The days of open access journals and pay-for-print journals that charge article processing fees (APFs), have rapidly expanded the number of journals out there. Unless some of them start setting aside space for replication studies, the resources assigned to research validation will continue to decline, and flawed research that cannot be validated will be allowed to persist without challenge or retraction.

Reproducibility and Replicability have meant different things to different disciplines. While most individuals are aware that disciplines have identified issues in the areas of reproducibility and replicability, the disciplines themselves have not been in agreement regarding the common description and definition of these two terms. If you want to start a heated argument, add repeatability to the list!

For a brief discussion of this topic, please see: Plesser, Hans E. "Reproducibility vs. Replicability: A Brief History of a Confused Terminology," in Frontiers of Neuroinformatics, 18 January 2018. https://doi.org/10.3389/fninf.2017.00076

Working definitions are as follows though we recognize that the terms have been used interchangeably among disciplines.

  • Replicability (same experimental setup): The measurement can be obtained with stated precision by a different team using the same measurement procedure, the same measuring system, under the same operating conditions, in the same or a different location on multiple trials. For computational experiments, this means that an independent group can obtain the same result using the author's own artifacts. (Repeatability often refers to the same concept but with the same team of researchers).
  • Reproducibility (Different team, different experimental setup): The measurement can be obtained with stated precision by a different team, a different measuring system, in a different location on multiple trials. For computational experiments, this means that an independent group can obtain the same result using artifacts which they develop completely independently.

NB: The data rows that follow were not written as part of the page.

//! Target entity: a weighted, capacity- and geography-constrained destination.

use serde::{Deserialize, Serialize};
use std::collections::HashMap;

/// A candidate destination URL under a [`crate::domain::entities::Link`].
///
/// Selection among a link's targets is governed by `weight` (relative, no
/// need to sum to 100), `cap` (lifetime hit ceiling, `0` = unlimited), and
/// `countries` (empty = matches any country). `current_hits` is mutated only
/// through the repository's atomic reservation; the copy held here is a
/// snapshot from resolve time.
#[derive(Debug, Clone, Serialize, Deserialize)]
pub struct Target {
    pub id: i64,
    pub link_id: i64,
    pub url: String,
    pub weight: i32,
    pub cap: i64,
    pub current_hits: i64,
    pub countries: Vec<String>,
    pub param_mapping: HashMap<String, String>,
    pub static_params: HashMap<String, String>,
    pub is_active: bool,
}

impl Target {
    /// Returns true if the target can still absorb a hit.
    pub fn has_capacity(&self) -> bool {
        self.cap == 0 || self.current_hits < self.cap
    }

    /// Returns true if the target accepts requests from `country`.
    ///
    /// An empty country set matches everything, as does an `ALL` entry.
    /// An unknown country (`None`, e.g. after a failed geo lookup) matches
    /// only those wildcard targets. Comparison is case-insensitive.
    pub fn matches_country(&self, country: Option<&str>) -> bool {
        if self.countries.is_empty() {
            return true;
        }
        if self
            .countries
            .iter()
            .any(|c| c.eq_ignore_ascii_case("ALL"))
        {
            return true;
        }
        match country {
            Some(code) => self.countries.iter().any(|c| c.eq_ignore_ascii_case(code)),
            None => false,
        }
    }

    /// Returns true if the target may be offered to a request from `country`.
    pub fn is_eligible(&self, country: Option<&str>) -> bool {
        self.is_active && self.has_capacity() && self.matches_country(country)
    }
}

Of course, "sameness" of procedures and results can be further defined in different disciplines. For example...

  • The "same experimental procedure” may mean – downloading the original software and data and run it; downloading the original software, compiling it for a different machine and running it with original data; downloading software that carries out the same operations and applying  it to the original data; reading a paper producing a new implementation of the algorithms and running it on the original data; or running any of the above on a refined or updated data set
  • The “Same results” could mean – identical output at the bit level; exactly the same numbers; exactly the same numbers on a similar machine; numbers that are within some bound of error; or outputs that share certain characteristics

And reproducibility can come in a number of flavors -- Computational reproducibility and transparency, Scientific reproducibility and transparency, Computational correctness and evidence, and Statistical reproducibility

Reproducibility and replicability do not refer to one standard set of guidelines but rather are set through individual research communities and organizational standards.

What are the advantages of replication in research?

When studies are replicated and achieve the same or similar results as the original study, it gives greater validity to the findings. If a researcher can replicate a study's results, it means that it is more likely that those results can be generalized to the larger population.

What is replicability and why is it important?

Replicability means obtaining consistent results across studies aimed at answering the same scientific question using new data or other new computational methods. One typically expects reproducibility in computational results, but expectations about replicability are more nuanced.

Does replicability improve reliability?

Reproducibility and replicability enhance the reliability of results. This allows researchers to check the quality of their own work or that of others, which in turn increases the chance that the results are valid.

Why is replicating important?

Replication is an essential process because, whenever a cell divides, the two new daughter cells must contain the same genetic information, or DNA, as the parent cell. The replication process relies on the fact that each strand of DNA can serve as a template for duplication.